I'm not sure what my options are here. Using a self-leveling cement to try and make up the max 3/4" gap sounds like a lot of cement. We're contemplating using (and you can see what we're going for in the pics) wide shims to fill the gap and keep the tub level while providing a near 100% contact for the tub edge to minimize stress points when there's water in the tub. The idea being we'll trim up the shims to the tub edge and then when the tile goes down, we'll push mortar into any gaps to secure the shims (they'll be nailed too... the mortar would just be extra). Do you guys have any other ideas. 

Also... the instructions mention using a mortar bed (even if we didn't have these leveling issues)... but because of just the 2, 4x4 supports... I'm not sure what the mortar would accomplish except to act as a bit of glue. Since the tub is basically on a platform... I'm not sure it would affect the sound or thermal properties any. 

Thanks for the help!

~Rodney


----------



## rodney23 (Oct 1, 2010)

*pics*

Here are the images I mentioned.


----------



## TheEplumber (Jul 20, 2010)

rodney23,
There are some threads on here that address similar problems. i suggest doing a search using the search feature at the top. Some guys got pretty creative.


----------



## LIHR (Jan 18, 2011)

Sounds like you didn't level out your sub-floor and now you are scrambling because of that. Tubs should only require a little tweaking to get dialed in. 

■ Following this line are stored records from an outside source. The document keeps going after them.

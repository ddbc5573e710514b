//! Role-dispatched validation: replay and time-window guards, miner
//! signature verification, then one of three scoring paths depending on
//! which role this validator instance plays.

use std::sync::Arc;

use chrono::{DateTime, Duration, Utc};
use parking_lot::Mutex;
use shared_bus::ReplayCache;
use shared_types::entities::{TaskType, ValidatorRole, Vote};
use shared_types::ipc::{MinerOutputRequest, ValidatorVoteResponse};

use pocw_signing::Signer256;
use pocw_telemetry::{REPLAY_REJECTIONS, VOTES_CAST};
use pocw_verifiers::VerifierRegistry;
use pocw_vlc::ValidatorVlcService;

use crate::errors::ValidationError;
use crate::keys::MinerKeyStore;
use crate::quality::QualityPlugin;

/// Tolerance on either side of "now" for an accepted request timestamp.
const TIME_WINDOW_PAST: Duration = Duration::minutes(5);
const TIME_WINDOW_FUTURE: Duration = Duration::minutes(1);

/// Accept threshold the semantic role checks explicitly against the raw
/// quality score, rather than the plugin's own `accepted` flag.
const SEMANTIC_ACCEPT_THRESHOLD: f64 = 0.6;

struct RoleOutcome {
    vote: Vote,
    score: f64,
    reason: String,
}

pub struct ValidatorService {
    validator_id: u32,
    role: ValidatorRole,
    weight: f64,
    signer: Arc<Signer256>,
    miner_keys: MinerKeyStore,
    vlc: Arc<ValidatorVlcService>,
    replay: Mutex<ReplayCache>,
    verifiers: Arc<VerifierRegistry>,
    quality: Arc<dyn QualityPlugin>,
}

impl ValidatorService {
    pub fn new(
        validator_id: u32,
        role: ValidatorRole,
        weight: f64,
        signer: Arc<Signer256>,
        miner_keys: MinerKeyStore,
        vlc: Arc<ValidatorVlcService>,
        verifiers: Arc<VerifierRegistry>,
        quality: Arc<dyn QualityPlugin>,
    ) -> Self {
        Self {
            validator_id,
            role,
            weight,
            signer,
            miner_keys,
            vlc,
            replay: Mutex::new(ReplayCache::new()),
            verifiers,
            quality,
        }
    }

    /// Handles one `POST /api/v1/validate` request. Guard failures (replay,
    /// time window, bad signature) are request-level errors; once past
    /// them, role dispatch always produces a vote — accept or reject.
    pub async fn validate(&self, request: &MinerOutputRequest) -> Result<ValidatorVoteResponse, ValidationError> {
        let _span = tracing::debug_span!("validate", event_id = %request.event_id, task_id = %request.task_id, miner_id = request.miner_id).entered();

        if let Err(e) = self.replay.lock().check_and_insert(&request.event_id) {
            REPLAY_REJECTIONS.inc();
            tracing::warn!(event_id = %request.event_id, "rejecting replayed event");
            return Err(ValidationError::Replay(e.to_string()));
        }

        check_time_window(request.timestamp, Utc::now())?;

        let miner_key = self.miner_keys.lookup(request.miner_id)?;
        let signature_ok = pocw_signing::verify_miner_output(
            miner_key,
            request.task_id,
            request.miner_id,
            &request.event_id,
            &request.vlc_clock,
            request.timestamp.timestamp(),
            &request.signature,
        )
        .map_err(|e| ValidationError::Internal(e.to_string()))?;

        if !signature_ok {
            return Err(ValidationError::SignatureInvalid);
        }

        let outcome = self.dispatch_role(request.task_type, &request.vlc_clock, &request.payload, &request.proof);

        tracing::debug!(vote = vote_label(outcome.vote), score = outcome.score, reason = %outcome.reason, "role dispatch decided");
        VOTES_CAST
            .with_label_values(&[role_label(self.role), vote_label(outcome.vote)])
            .inc();

        let vote_timestamp = Utc::now().timestamp();
        let signature = pocw_signing::sign_vote(
            &self.signer,
            &request.event_id,
            self.validator_id,
            outcome.vote,
            outcome.score,
            vote_timestamp,
        )
        .map_err(|e| ValidationError::Internal(e.to_string()))?;

        Ok(ValidatorVoteResponse {
            event_id: request.event_id.clone(),
            validator_id: self.validator_id,
            vote: outcome.vote,
            score: outcome.score,
            weight: self.weight,
            reason: outcome.reason,
            vlc_state: self.vlc.current_clock(),
            signature,
        })
    }

    fn dispatch_role(
        &self,
        task_type: TaskType,
        miner_vlc: &shared_types::clock::VectorClockSnapshot,
        payload: &serde_json::Value,
        proof: &shared_types::entities::TaskProof,
    ) -> RoleOutcome {
        match self.role {
            ValidatorRole::Ui => {
                if !self.vlc.validate_sequence(miner_vlc, 1) {
                    return RoleOutcome {
                        vote: Vote::Reject,
                        score: 0.0,
                        reason: "VLC causality violation: miner clock does not strictly extend the observed mirror".to_string(),
                    };
                }
                self.vlc.update_miner(miner_vlc);

                if !self.format_ok(task_type, payload) {
                    return RoleOutcome {
                        vote: Vote::Reject,
                        score: 0.2,
                        reason: "payload failed format validation".to_string(),
                    };
                }

                let quality = self.quality.assess(payload, proof);
                RoleOutcome {
                    vote: if quality.accepted { Vote::Accept } else { Vote::Reject },
                    score: quality.score,
                    reason: quality.reason,
                }
            }
            ValidatorRole::Format => {
                if miner_vlc.values.is_empty() {
                    return RoleOutcome {
                        vote: Vote::Reject,
                        score: 0.0,
                        reason: "VLC is empty".to_string(),
                    };
                }
                if !self.format_ok(task_type, payload) {
                    return RoleOutcome {
                        vote: Vote::Reject,
                        score: 0.1,
                        reason: "payload failed format validation".to_string(),
                    };
                }
                if proof.signature.is_none() {
                    return RoleOutcome {
                        vote: Vote::Reject,
                        score: 0.3,
                        reason: "proof is missing its upstream signature".to_string(),
                    };
                }

                let quality = self.quality.assess(payload, proof);
                RoleOutcome {
                    vote: if quality.accepted { Vote::Accept } else { Vote::Reject },
                    score: quality.score,
                    reason: quality.reason,
                }
            }
            ValidatorRole::Semantic => {
                if miner_vlc.values.is_empty() {
                    return RoleOutcome {
                        vote: Vote::Reject,
                        score: 0.0,
                        reason: "VLC is empty".to_string(),
                    };
                }
                if !self.format_ok(task_type, payload) {
                    return RoleOutcome {
                        vote: Vote::Reject,
                        score: 0.15,
                        reason: "failed business-logic check".to_string(),
                    };
                }

                let quality = self.quality.assess(payload, proof);
                RoleOutcome {
                    vote: if quality.score >= SEMANTIC_ACCEPT_THRESHOLD { Vote::Accept } else { Vote::Reject },
                    score: quality.score,
                    reason: quality.reason,
                }
            }
        }
    }

    fn format_ok(&self, task_type: TaskType, payload: &serde_json::Value) -> bool {
        self.verifiers
            .resolve(task_type)
            .map(|plugin| plugin.validate_payload(payload).is_ok())
            .unwrap_or(false)
    }
}

fn check_time_window(timestamp: DateTime<Utc>, now: DateTime<Utc>) -> Result<(), ValidationError> {
    let earliest = now - TIME_WINDOW_PAST;
    let latest = now + TIME_WINDOW_FUTURE;
    if timestamp < earliest || timestamp > latest {
        return Err(ValidationError::TimeWindow(format!(
            "{timestamp} outside accepted window [{earliest}, {latest}]"
        )));
    }
    Ok(())
}

fn role_label(role: ValidatorRole) -> &'static str {
    match role {
        ValidatorRole::Ui => "ui",
        ValidatorRole::Format => "format",
        ValidatorRole::Semantic => "semantic",
    }
}

fn vote_label(vote: Vote) -> &'static str {
    match vote {
        Vote::Accept => "accept",
        Vote::Reject => "reject",
    }
}
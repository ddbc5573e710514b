//! Prometheus metrics for PoCW miner and validator nodes.
//!
//! Naming convention: `pocw_<subsystem>_<metric>_<unit>`.

use crate::TelemetryError;
use lazy_static::lazy_static;
use prometheus::{Counter, CounterVec, Encoder, Gauge, Opts, Registry, TextEncoder};
use std::sync::Arc;

lazy_static! {
    pub static ref REGISTRY: Registry = Registry::new();

    // Task lifecycle (C5)
    pub static ref TASKS_SUBMITTED: CounterVec = CounterVec::new(
        Opts::new("pocw_miner_tasks_submitted_total", "Tasks submitted by type"),
        &["task_type"]
    ).expect("metric creation failed");

    pub static ref TASKS_VERIFIED: CounterVec = CounterVec::new(
        Opts::new("pocw_miner_tasks_verified_total", "Tasks that reached verified status"),
        &["task_type"]
    ).expect("metric creation failed");

    pub static ref TASKS_FAILED: CounterVec = CounterVec::new(
        Opts::new("pocw_miner_tasks_failed_total", "Tasks that reached failed status"),
        &["task_type"]
    ).expect("metric creation failed");

    // Batch pool (C6)
    pub static ref BATCH_QUEUE_DEPTH: Gauge = Gauge::new(
        "pocw_miner_batch_queue_depth", "Number of batch tasks currently queued"
    ).expect("metric creation failed");

    pub static ref BATCH_ITEMS_VERIFIED: Counter = Counter::new(
        "pocw_miner_batch_items_verified_total", "Individual batch items verified"
    ).expect("metric creation failed");

    // VLC (C1-C3)
    pub static ref VLC_INCREMENTS: CounterVec = CounterVec::new(
        Opts::new("pocw_vlc_increments_total", "Vector clock increments by task type and stage"),
        &["task_type", "stage"]
    ).expect("metric creation failed");

    // Validator (C9-C10)
    pub static ref VOTES_CAST: CounterVec = CounterVec::new(
        Opts::new("pocw_validator_votes_cast_total", "Votes cast by role and decision"),
        &["role", "vote"]
    ).expect("metric creation failed");

    pub static ref REPLAY_REJECTIONS: Counter = Counter::new(
        "pocw_validator_replay_rejections_total", "Requests rejected as replays"
    ).expect("metric creation failed");

    pub static ref CONSENSUS_DECISIONS: CounterVec = CounterVec::new(
        Opts::new("pocw_consensus_decisions_total", "Local consensus outcomes"),
        &["decision"]
    ).expect("metric creation failed");
}

/// Handle for the metrics registry. Keep alive for the life of the process.
pub struct MetricsHandle {
    _registry: Arc<Registry>,
}

/// Register all metrics with the global registry. Call once at startup.
pub fn register_metrics() -> Result<MetricsHandle, TelemetryError> {
    let metrics: Vec<Box<dyn prometheus::core::Collector>> = vec![
        Box::new(TASKS_SUBMITTED.clone()),
        Box::new(TASKS_VERIFIED.clone()),
        Box::new(TASKS_FAILED.clone()),
        Box::new(BATCH_QUEUE_DEPTH.clone()),
        Box::new(BATCH_ITEMS_VERIFIED.clone()),
        Box::new(VLC_INCREMENTS.clone()),
        Box::new(VOTES_CAST.clone()),
        Box::new(REPLAY_REJECTIONS.clone()),
        Box::new(CONSENSUS_DECISIONS.clone()),
    ];

    for metric in metrics {
        REGISTRY
            .register(metric)
            .map_err(|e| TelemetryError::MetricsInit(e.to_string()))?;
    }

    Ok(MetricsHandle {
        _registry: Arc::new(REGISTRY.clone()),
    })
}

/// Encode all metrics as Prometheus text format, for a `/metrics` endpoint.
pub fn encode_metrics() -> Result<String, TelemetryError> {
    let encoder = TextEncoder::new();
    let metric_families = REGISTRY.gather();
    let mut buffer = Vec::new();
    encoder
        .encode(&metric_families, &mut buffer)
        .map_err(|e| TelemetryError::MetricsInit(e.to_string()))?;
    String::from_utf8(buffer).map_err(|e| TelemetryError::MetricsInit(e.to_string()))
}

#[cfg(test)]
mod tests {
    use super::*;

    #[test]
    fn counter_increments() {
        TASKS_SUBMITTED.with_label_values(&["creation"]).inc();
        assert!(TASKS_SUBMITTED.with_label_values(&["creation"]).get() >= 1.0);
    }

    #[test]
    fn gauge_set() {
        BATCH_QUEUE_DEPTH.set(42.0);
        assert_eq!(BATCH_QUEUE_DEPTH.get(), 42.0);
    }
}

I read the instructions for that tub and the use of mortar may be the way to go. Otherwise you may need to remove the tub and eliminate that "hump" in the sub-floor.


----------



## Alan (Apr 12, 2006)

Mortar would do the trick, but what are you going to do with that gap when you're done?


----------



## rodney23 (Oct 1, 2010)

Hmm...

Well.. a search of the forums doesn't get me too much (at least searching for bathtub and level). Most of what I found talked about using mortar under the supports to get it dialed in perfect and provide a solid base. However, as I mentioned... there are only 2, 4x4 posts and the front skirt for support. Couple that with the fact that the tub is rocking from front left to back right (as you look at the front skirt), and I don't think mortar under the supports in the back is going to cut it while providing a level floor that supports the front skirt. The mortar bed method appears to be for tubs that have an almost solid base against the floor the size of the tub and for making minor tweaks to achieve level... not the issue I'm having.

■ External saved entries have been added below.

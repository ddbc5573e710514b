//! HTTP surface for a validator process: `/api/v1/validate`, the health
//! check the deployment's load balancer polls, and a read-only config
//! dump for operators. This is the only network-reachable side of
//! [`pocw_validator::ValidatorService`] — everything else about the
//! validator is a library call.

use std::sync::Arc;

use axum::extract::State;
use axum::http::StatusCode;
use axum::response::IntoResponse;
use axum::routing::{get, post};
use axum::{Json, Router};

use pocw_validator::{ValidationError, ValidatorService};
use shared_types::entities::ValidatorRole;
use shared_types::ipc::{MinerOutputRequest, ValidationResponse};

#[derive(Clone)]
struct AppState {
    service: Arc<ValidatorService>,
    validator_id: u32,
    role: ValidatorRole,
}

pub fn router(service: Arc<ValidatorService>, validator_id: u32, role: ValidatorRole) -> Router {
    let state = AppState { service, validator_id, role };

    Router::new()
        .route("/api/v1/validate", post(handle_validate))
        .route("/api/v1/health", get(handle_health))
        .route("/api/v1/config", get(handle_config))
        .with_state(state)
}

async fn handle_validate(State(state): State<AppState>, Json(request): Json<MinerOutputRequest>) -> impl IntoResponse {
    match state.service.validate(&request).await {
        Ok(vote) => (
            StatusCode::OK,
            Json(ValidationResponse { success: true, vote: Some(vote), error: None }),
        ),
        Err(e) => (
            validation_error_status(&e),
            Json(ValidationResponse { success: false, vote: None, error: Some(e.to_string()) }),
        ),
    }
}

fn validation_error_status(e: &ValidationError) -> StatusCode {
    match e {
        ValidationError::Replay(_) => StatusCode::CONFLICT,
        ValidationError::TimeWindow(_) => StatusCode::BAD_REQUEST,
        ValidationError::UnknownMinerKey(_) => StatusCode::BAD_REQUEST,
        ValidationError::SignatureInvalid => StatusCode::UNAUTHORIZED,
        ValidationError::Internal(_) => StatusCode::INTERNAL_SERVER_ERROR,
    }
}

async fn handle_health() -> impl IntoResponse {
    Json(serde_json::json!({
        "status": "healthy",
        "service": "pocw-validator",
        "version": env!("CARGO_PKG_VERSION"),
    }))
}

async fn handle_config(State(state): State<AppState>) -> impl IntoResponse {
    Json(serde_json::json!({
        "validator_id": state.validator_id,
        "role": role_label(state.role),
    }))
}

fn role_label(role: ValidatorRole) -> &'static str {
    match role {
        ValidatorRole::Ui => "ui",
        ValidatorRole::Format => "format",
        ValidatorRole::Semantic => "semantic",
    }
}
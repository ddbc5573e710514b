//! Canonical signing-input encoding.
//!
//! JSON key order is not canonical by default; two implementations that
//! serialize the same logical message in a different field order produce
//! different byte strings and fail cross-verification. These structs fix
//! the field order explicitly — derive's `Serialize` emits struct fields
//! in declaration order regardless of the `serde_json` feature set — and
//! timestamps are encoded as integer unix seconds, never as floats or
//! RFC 3339 strings.

use serde::Serialize;
use serde_json::Value;
use shared_types::clock::VectorClockSnapshot;
use shared_types::entities::Vote;
use uuid::Uuid;

use crate::errors::SigningError;

/// Canonical subset signed over a `MinerOutput`: task id, miner id, event
/// id, VLC snapshot, and the unix timestamp — in this declaration order.
#[derive(Serialize)]
struct CanonicalMinerOutput<'a> {
    task_id: Uuid,
    miner_id: u32,
    event_id: &'a str,
    vlc_clock: &'a VectorClockSnapshot,
    timestamp: i64,
}

/// Canonical subset signed over a `ValidatorVote`: event id, validator id,
/// vote, score, and the unix timestamp — in this declaration order.
#[derive(Serialize)]
struct CanonicalVote<'a> {
    event_id: &'a str,
    validator_id: u32,
    vote: Vote,
    score: f64,
    timestamp: i64,
}

pub fn miner_output_signing_input(
    task_id: Uuid,
    miner_id: u32,
    event_id: &str,
    vlc_clock: &VectorClockSnapshot,
    timestamp_unix: i64,
) -> Result<Vec<u8>, SigningError> {
    let canonical = CanonicalMinerOutput {
        task_id,
        miner_id,
        event_id,
        vlc_clock,
        timestamp: timestamp_unix,
    };
    encode(&canonical)
}

pub fn vote_signing_input(
    event_id: &str,
    validator_id: u32,
    vote: Vote,
    score: f64,
    timestamp_unix: i64,
) -> Result<Vec<u8>, SigningError> {
    let canonical = CanonicalVote {
        event_id,
        validator_id,
        vote,
        score,
        timestamp: timestamp_unix,
    };
    encode(&canonical)
}

fn encode<T: Serialize>(value: &T) -> Result<Vec<u8>, SigningError> {
    // Round-trip through `Value` only to assert the encoding is valid JSON;
    // the bytes actually signed are the direct struct serialization so
    // field order is never reshuffled by a map's key-sorting behavior.
    let bytes = serde_json::to_vec(value).map_err(|e| SigningError::CanonicalEncoding(e.to_string()))?;
    let _: Value = serde_json::from_slice(&bytes).map_err(|e| SigningError::CanonicalEncoding(e.to_string()))?;
    Ok(bytes)
}

#[cfg(test)]
mod tests {
    use super::*;

    #[test]
    fn miner_output_input_is_stable_across_calls() {
        let vlc = VectorClockSnapshot::empty(1);
        let task_id = Uuid::nil();
        let a = miner_output_signing_input(task_id, 1, "task_x_1", &vlc, 1_000).unwrap();
        let b = miner_output_signing_input(task_id, 1, "task_x_1", &vlc, 1_000).unwrap();
        assert_eq!(a, b);
    }

    #[test]
    fn mutating_any_field_changes_the_input() {
        let vlc = VectorClockSnapshot::empty(1);
        let task_id = Uuid::nil();
        let a = miner_output_signing_input(task_id, 1, "task_x_1", &vlc, 1_000).unwrap();
        let b = miner_output_signing_input(task_id, 1, "task_x_1", &vlc, 1_001).unwrap();
        assert_ne!(a, b);
    }
}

I pulled the tub and the shims out tonight and sanded down one of the high spots along the floor under the front skirt by the front right (I also found a corner of the sub-floor that wasn't secured in the same area... the screw missed the joist). It helped a little... but as you can see with the tub leveled front to back and side to side and what feels like good solid contact of the two posts supporting the back side (against the long alcove wall)... there's still a gap, about 5/8" at the front left.

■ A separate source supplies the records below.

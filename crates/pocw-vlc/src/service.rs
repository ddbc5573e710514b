//! Wraps a `VectorClock` behind a single-writer-many-readers service and
//! layers on the bounded event log and validator-side causality check.

use crate::clock::{compare_snapshots, Ordering, VectorClock};
use crate::strategy::{increment_amount, Stage};
use parking_lot::RwLock;
use shared_types::clock::{ProcessId, VectorClockSnapshot};
use shared_types::entities::TaskType;
use std::collections::{BTreeMap, VecDeque};
use std::sync::Arc;
use uuid::Uuid;

/// A single recorded clock-advancing event, retained for diagnostics.
#[derive(Debug, Clone)]
pub struct ClockEvent {
    pub task_id: Uuid,
    pub task_type: TaskType,
    pub stage: Stage,
    pub amount: u64,
    pub resulting_value: u64,
}

/// Oldest events are discarded once the log exceeds this size.
const EVENT_LOG_CAPACITY: usize = 1000;

/// Miner-side (or any single-owner) VLC service.
///
/// All increments serialize through the inner lock; readers receive owned
/// snapshots, never a live reference into the clock.
pub struct VlcService {
    clock: RwLock<VectorClock>,
    events: RwLock<VecDeque<ClockEvent>>,
}

impl VlcService {
    pub fn new(process_id: ProcessId) -> Arc<Self> {
        Arc::new(Self {
            clock: RwLock::new(VectorClock::new(process_id)),
            events: RwLock::new(VecDeque::new()),
        })
    }

    /// Consults the strategy for `(task_type, stage)`; if it calls for an
    /// advance, increments the clock that many times atomically and
    /// records one event carrying the final value. Returns the resulting
    /// snapshot regardless of whether an increment happened.
    pub fn increment_for_task(
        &self,
        task_id: Uuid,
        task_type: TaskType,
        stage: Stage,
        verified_count: usize,
    ) -> VectorClockSnapshot {
        let _span = tracing::debug_span!("vlc_increment", %task_id, ?task_type, ?stage).entered();
        let amount = increment_amount(task_type, stage, verified_count);

        let mut clock = self.clock.write();
        let mut resulting_value = clock.get(clock.process_id());
        for _ in 0..amount {
            resulting_value = clock.increment();
        }
        let snapshot = clock.snapshot(now_unix());
        drop(clock);

        if amount > 0 {
            tracing::debug!(amount, resulting_value, "clock advanced");
            let mut events = self.events.write();
            events.push_back(ClockEvent {
                task_id,
                task_type,
                stage,
                amount,
                resulting_value,
            });
            if events.len() > EVENT_LOG_CAPACITY {
                events.pop_front();
            }
        }

        snapshot
    }

    pub fn current_clock(&self) -> VectorClockSnapshot {
        self.clock.read().snapshot(now_unix())
    }

    pub fn event_log_len(&self) -> usize {
        self.events.read().len()
    }
}

/// Validator-side wrapper: tracks the validator's own clock plus a mirror
/// of the most recently observed miner clock, used for the causality check.
pub struct ValidatorVlcService {
    own: VlcService,
    mirror: RwLock<BTreeMap<ProcessId, u64>>,
}

impl ValidatorVlcService {
    pub fn new(process_id: ProcessId) -> Arc<Self> {
        Arc::new(Self {
            own: VectorClock::new(process_id).into(),
            mirror: RwLock::new(BTreeMap::new()),
        })
    }

    /// Replaces the mirror with `vlc`'s components, taking the point-wise
    /// maximum so a late or reordered message can't roll the mirror back.
    pub fn update_miner(&self, vlc: &VectorClockSnapshot) {
        let mut mirror = self.mirror.write();
        for (&pid, &value) in &vlc.values {
            let entry = mirror.entry(pid).or_insert(0);
            if value > *entry {
                *entry = value;
            }
        }
    }

    /// Causality check: the miner's component for `miner_pid` must have
    /// strictly advanced past the mirror, and no other tracked component
    /// may have regressed.
    pub fn validate_sequence(&self, miner_vlc: &VectorClockSnapshot, miner_pid: ProcessId) -> bool {
        let mirror = self.mirror.read();
        let mirror_miner = mirror.get(&miner_pid).copied().unwrap_or(0);
        if miner_vlc.get(miner_pid) <= mirror_miner {
            return false;
        }

        for (&pid, &mirrored_value) in mirror.iter() {
            if pid == miner_pid {
                continue;
            }
            if miner_vlc.get(pid) < mirrored_value {
                return false;
            }
        }

        true
    }

    pub fn current_clock(&self) -> VectorClockSnapshot {
        self.own.current_clock()
    }

    pub fn mirror_snapshot(&self, miner_pid: ProcessId) -> VectorClockSnapshot {
        let mirror = self.mirror.read();
        VectorClockSnapshot {
            process_id: miner_pid,
            values: mirror.clone(),
            timestamp: now_unix(),
        }
    }
}

impl From<VectorClock> for VlcService {
    fn from(clock: VectorClock) -> Self {
        Self {
            clock: RwLock::new(clock),
            events: RwLock::new(VecDeque::new()),
        }
    }
}

/// Compares two already-produced snapshots, exposed here so callers that
/// hold snapshots (not a live service) can still check ordering.
pub fn compare(a: &VectorClockSnapshot, b: &VectorClockSnapshot) -> Ordering {
    compare_snapshots(a, b)
}

fn now_unix() -> i64 {
    chrono::Utc::now().timestamp()
}

#[cfg(test)]
mod tests {
    use super::*;

    #[test]
    fn creation_submission_advances_by_one() {
        let service = VlcService::new(1);
        let snapshot =
            service.increment_for_task(Uuid::new_v4(), TaskType::Creation, Stage::Submission, 0);
        assert_eq!(snapshot.get(1), 1);
        assert_eq!(service.event_log_len(), 1);
    }

    #[test]
    fn creation_verification_does_not_advance() {
        let service = VlcService::new(1);
        service.increment_for_task(Uuid::new_v4(), TaskType::Creation, Stage::Submission, 0);
        let snapshot =
            service.increment_for_task(Uuid::new_v4(), TaskType::Creation, Stage::Verification, 0);
        assert_eq!(snapshot.get(1), 1);
        assert_eq!(service.event_log_len(), 1);
    }

    #[test]
    fn batch_verification_clamps_to_ten() {
        let service = VlcService::new(1);
        let snapshot =
            service.increment_for_task(Uuid::new_v4(), TaskType::Batch, Stage::Verification, 25);
        assert_eq!(snapshot.get(1), 10);
    }

    #[test]
    fn event_log_is_bounded() {
        let service = VlcService::new(1);
        for _ in 0..(EVENT_LOG_CAPACITY + 10) {
            service.increment_for_task(Uuid::new_v4(), TaskType::Creation, Stage::Submission, 0);
        }
        assert_eq!(service.event_log_len(), EVENT_LOG_CAPACITY);
    }

    #[test]
    fn validator_rejects_non_advancing_miner_clock() {
        let validator = ValidatorVlcService::new(2);
        let mut seen = VectorClockSnapshot::empty(1);
        seen.values.insert(1, 5);
        validator.update_miner(&seen);

        let mut replay = VectorClockSnapshot::empty(1);
        replay.values.insert(1, 5);
        assert!(!validator.validate_sequence(&replay, 1));

        let mut advanced = VectorClockSnapshot::empty(1);
        advanced.values.insert(1, 6);
        assert!(validator.validate_sequence(&advanced, 1));
    }

    #[test]
    fn validator_rejects_regression_on_other_components() {
        let validator = ValidatorVlcService::new(2);
        let mut seen = VectorClockSnapshot::empty(1);
        seen.values.insert(1, 5);
        seen.values.insert(3, 8);
        validator.update_miner(&seen);

        let mut regressed = VectorClockSnapshot::empty(1);
        regressed.values.insert(1, 6);
        regressed.values.insert(3, 2);
        assert!(!validator.validate_sequence(&regressed, 1));
    }
}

I'm just confused about what to do... it would be one thing if it was off front to back or side to side... but the fact that it rocks on a diagonal makes it hard to know what to do to get it to sit correctly without shimming the front skirt. Any help you guys can give is greatly appreciated!


----------



## rodney23 (Oct 1, 2010)

LIHR said:


> Sounds like you didn't level out your sub-floor and now you are scrambling because of that. Tubs should only require a little tweaking to get dialed in.
> 
> I read the instructions for that tub and the use of mortar may be the way to go. Otherwise you may need to remove the tub and eliminate that "hump" in the sub-floor.


LIHR,

Thanks for taking a look... btw... the instructions cover their full range of tubs (generic install instructions), and so the use of mortar under the two 4x4 posts in my mind wouldn't have too much effect. By two posts, I mean they used two small 4x4 posts roughly 4 inches high to support a platform the tub sits on... meaning there is quite a bit of air between the tub bottom and the sub-floor the posts rest on.

Admittedly I did not check for level prior to getting the tub up. However, there was a tub-surround in there previously along with a tile floor and so all I did was remove and replace the sub-floor as needed. I guess the surround was probably never level, although we didn't notice.


----------